Return the lines of the data below in which the string "payload" occurs.

----

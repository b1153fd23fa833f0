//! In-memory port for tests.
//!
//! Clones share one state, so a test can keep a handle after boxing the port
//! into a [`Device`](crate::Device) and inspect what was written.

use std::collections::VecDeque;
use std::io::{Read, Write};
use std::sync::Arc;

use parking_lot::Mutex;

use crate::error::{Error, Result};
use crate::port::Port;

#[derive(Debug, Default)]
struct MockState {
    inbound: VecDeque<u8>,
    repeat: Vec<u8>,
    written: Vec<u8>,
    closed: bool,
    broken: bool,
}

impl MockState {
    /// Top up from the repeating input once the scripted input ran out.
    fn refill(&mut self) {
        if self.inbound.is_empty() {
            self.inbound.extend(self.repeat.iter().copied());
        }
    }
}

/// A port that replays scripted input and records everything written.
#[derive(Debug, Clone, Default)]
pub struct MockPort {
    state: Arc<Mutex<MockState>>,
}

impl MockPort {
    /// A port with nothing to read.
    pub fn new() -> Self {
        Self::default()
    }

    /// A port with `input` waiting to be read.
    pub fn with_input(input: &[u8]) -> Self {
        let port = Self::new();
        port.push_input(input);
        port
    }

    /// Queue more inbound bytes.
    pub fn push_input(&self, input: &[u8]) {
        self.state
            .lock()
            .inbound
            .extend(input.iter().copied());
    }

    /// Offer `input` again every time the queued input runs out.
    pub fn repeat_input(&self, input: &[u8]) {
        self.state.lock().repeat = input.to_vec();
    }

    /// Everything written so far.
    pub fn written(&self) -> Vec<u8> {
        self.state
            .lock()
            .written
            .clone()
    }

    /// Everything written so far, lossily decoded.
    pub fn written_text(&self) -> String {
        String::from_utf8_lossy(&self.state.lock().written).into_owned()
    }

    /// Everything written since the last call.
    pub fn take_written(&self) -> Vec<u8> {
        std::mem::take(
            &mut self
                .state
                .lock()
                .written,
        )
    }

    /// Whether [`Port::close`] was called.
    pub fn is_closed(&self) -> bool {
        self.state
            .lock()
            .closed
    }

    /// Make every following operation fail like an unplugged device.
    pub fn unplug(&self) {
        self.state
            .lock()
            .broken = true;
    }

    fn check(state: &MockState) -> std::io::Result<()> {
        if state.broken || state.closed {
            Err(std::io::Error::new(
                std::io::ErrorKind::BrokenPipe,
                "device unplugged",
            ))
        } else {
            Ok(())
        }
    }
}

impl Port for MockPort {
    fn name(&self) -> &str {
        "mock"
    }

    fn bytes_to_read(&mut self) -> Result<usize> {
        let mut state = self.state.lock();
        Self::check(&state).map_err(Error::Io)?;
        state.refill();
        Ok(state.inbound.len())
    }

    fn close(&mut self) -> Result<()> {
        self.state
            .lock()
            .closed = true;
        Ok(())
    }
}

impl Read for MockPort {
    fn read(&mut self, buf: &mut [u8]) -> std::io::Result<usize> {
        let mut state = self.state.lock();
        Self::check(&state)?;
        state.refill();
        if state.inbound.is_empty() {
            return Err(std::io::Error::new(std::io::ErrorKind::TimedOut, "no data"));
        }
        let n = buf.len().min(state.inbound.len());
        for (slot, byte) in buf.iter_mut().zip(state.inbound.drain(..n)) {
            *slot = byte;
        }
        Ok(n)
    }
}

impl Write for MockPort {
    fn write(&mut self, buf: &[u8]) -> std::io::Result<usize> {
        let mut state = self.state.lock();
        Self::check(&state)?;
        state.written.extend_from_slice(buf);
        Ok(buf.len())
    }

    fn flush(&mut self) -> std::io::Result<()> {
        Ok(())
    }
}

----

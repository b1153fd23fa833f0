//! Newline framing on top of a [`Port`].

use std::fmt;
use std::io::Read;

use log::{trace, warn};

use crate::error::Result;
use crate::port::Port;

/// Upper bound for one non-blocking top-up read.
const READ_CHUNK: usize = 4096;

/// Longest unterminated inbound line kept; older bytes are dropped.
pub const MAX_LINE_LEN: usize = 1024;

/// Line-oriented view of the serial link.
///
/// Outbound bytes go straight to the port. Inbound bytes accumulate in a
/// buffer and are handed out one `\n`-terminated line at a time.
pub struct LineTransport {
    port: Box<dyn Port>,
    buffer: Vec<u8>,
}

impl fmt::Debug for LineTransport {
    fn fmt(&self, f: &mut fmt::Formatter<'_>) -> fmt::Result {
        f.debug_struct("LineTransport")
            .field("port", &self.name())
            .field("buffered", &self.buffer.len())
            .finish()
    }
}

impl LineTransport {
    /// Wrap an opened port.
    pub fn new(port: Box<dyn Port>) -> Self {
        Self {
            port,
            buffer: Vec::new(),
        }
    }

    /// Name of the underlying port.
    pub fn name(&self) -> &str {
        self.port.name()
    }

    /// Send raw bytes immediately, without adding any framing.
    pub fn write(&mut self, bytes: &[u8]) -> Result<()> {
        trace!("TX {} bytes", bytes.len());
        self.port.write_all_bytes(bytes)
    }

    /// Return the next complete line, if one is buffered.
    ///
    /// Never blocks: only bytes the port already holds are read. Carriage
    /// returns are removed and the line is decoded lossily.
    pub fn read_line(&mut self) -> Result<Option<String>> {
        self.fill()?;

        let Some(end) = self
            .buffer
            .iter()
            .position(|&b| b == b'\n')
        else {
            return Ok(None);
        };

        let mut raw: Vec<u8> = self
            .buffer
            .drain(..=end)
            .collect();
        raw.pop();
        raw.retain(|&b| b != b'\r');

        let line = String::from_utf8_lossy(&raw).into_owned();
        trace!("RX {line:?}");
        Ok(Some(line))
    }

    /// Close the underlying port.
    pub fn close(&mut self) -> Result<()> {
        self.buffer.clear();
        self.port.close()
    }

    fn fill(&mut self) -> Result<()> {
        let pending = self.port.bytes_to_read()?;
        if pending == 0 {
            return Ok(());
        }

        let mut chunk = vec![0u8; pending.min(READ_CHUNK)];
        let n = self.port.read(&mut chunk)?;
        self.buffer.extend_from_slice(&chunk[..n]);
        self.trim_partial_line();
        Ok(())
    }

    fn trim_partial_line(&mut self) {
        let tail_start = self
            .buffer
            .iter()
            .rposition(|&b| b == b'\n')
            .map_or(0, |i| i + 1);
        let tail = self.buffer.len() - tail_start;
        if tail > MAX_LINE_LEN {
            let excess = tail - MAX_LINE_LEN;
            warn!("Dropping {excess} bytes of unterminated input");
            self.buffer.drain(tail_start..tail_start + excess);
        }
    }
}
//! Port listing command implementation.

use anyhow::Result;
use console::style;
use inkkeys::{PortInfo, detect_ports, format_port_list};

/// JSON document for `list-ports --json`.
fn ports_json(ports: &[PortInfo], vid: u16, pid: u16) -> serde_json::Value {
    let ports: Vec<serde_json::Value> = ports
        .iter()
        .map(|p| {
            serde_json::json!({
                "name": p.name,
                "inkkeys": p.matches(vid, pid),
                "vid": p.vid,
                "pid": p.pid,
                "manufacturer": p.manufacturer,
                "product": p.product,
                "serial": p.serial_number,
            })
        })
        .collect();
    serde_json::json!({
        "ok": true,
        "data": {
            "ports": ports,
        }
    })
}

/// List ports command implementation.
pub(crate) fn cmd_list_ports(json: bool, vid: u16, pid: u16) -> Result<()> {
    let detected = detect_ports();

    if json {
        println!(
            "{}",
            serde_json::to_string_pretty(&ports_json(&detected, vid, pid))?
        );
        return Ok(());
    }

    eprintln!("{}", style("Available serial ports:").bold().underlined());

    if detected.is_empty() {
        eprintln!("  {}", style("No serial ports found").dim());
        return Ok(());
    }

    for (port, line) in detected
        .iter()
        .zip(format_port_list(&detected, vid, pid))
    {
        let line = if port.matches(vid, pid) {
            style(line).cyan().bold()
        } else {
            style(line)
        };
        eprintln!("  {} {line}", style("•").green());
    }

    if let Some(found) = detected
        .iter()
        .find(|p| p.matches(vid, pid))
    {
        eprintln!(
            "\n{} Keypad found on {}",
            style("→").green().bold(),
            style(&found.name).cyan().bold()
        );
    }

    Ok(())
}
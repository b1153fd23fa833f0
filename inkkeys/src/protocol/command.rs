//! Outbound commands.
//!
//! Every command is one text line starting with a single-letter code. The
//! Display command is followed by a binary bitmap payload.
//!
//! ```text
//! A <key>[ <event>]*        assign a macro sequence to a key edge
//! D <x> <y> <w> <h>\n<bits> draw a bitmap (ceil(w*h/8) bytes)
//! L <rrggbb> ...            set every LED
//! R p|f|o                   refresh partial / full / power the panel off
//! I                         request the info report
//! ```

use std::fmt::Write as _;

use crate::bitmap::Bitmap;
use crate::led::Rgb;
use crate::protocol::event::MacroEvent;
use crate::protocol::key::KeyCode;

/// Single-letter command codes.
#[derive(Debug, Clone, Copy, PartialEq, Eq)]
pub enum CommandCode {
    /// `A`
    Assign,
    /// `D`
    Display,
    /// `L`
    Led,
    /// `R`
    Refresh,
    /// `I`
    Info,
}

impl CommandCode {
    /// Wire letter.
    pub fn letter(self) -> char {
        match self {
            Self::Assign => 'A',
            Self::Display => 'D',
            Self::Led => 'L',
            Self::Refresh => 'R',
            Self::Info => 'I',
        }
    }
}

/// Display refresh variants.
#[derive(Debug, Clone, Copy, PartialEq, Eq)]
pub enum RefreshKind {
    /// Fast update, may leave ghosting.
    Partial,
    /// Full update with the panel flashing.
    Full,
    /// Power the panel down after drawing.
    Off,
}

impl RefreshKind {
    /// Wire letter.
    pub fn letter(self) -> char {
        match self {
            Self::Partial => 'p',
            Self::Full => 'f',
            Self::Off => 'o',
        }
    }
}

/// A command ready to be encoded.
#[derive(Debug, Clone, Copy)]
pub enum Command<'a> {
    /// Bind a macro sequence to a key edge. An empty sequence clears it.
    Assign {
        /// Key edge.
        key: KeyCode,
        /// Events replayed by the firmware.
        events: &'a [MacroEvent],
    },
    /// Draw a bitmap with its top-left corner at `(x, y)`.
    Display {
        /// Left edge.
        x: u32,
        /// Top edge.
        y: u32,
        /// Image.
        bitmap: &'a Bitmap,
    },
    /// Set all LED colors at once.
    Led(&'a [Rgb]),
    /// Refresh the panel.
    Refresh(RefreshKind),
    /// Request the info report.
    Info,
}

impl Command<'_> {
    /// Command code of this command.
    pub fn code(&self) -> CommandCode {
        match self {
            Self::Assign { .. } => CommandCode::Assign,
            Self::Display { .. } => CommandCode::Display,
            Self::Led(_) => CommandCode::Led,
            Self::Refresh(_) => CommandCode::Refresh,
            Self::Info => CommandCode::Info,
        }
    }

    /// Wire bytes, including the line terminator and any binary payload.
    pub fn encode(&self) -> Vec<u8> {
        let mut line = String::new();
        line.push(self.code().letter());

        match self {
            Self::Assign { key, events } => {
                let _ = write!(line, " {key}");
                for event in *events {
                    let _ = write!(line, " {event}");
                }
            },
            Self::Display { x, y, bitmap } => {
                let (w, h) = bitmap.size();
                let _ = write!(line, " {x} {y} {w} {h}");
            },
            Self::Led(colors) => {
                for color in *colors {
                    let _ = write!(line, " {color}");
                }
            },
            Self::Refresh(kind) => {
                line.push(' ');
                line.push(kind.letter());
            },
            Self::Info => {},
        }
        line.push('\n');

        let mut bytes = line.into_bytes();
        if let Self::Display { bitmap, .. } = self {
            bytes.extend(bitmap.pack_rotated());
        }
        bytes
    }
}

----

◆ ANSWER SPACE:
//! Display command is followed by a binary bitmap payload.
    /// Wire bytes, including the line terminator and any binary payload.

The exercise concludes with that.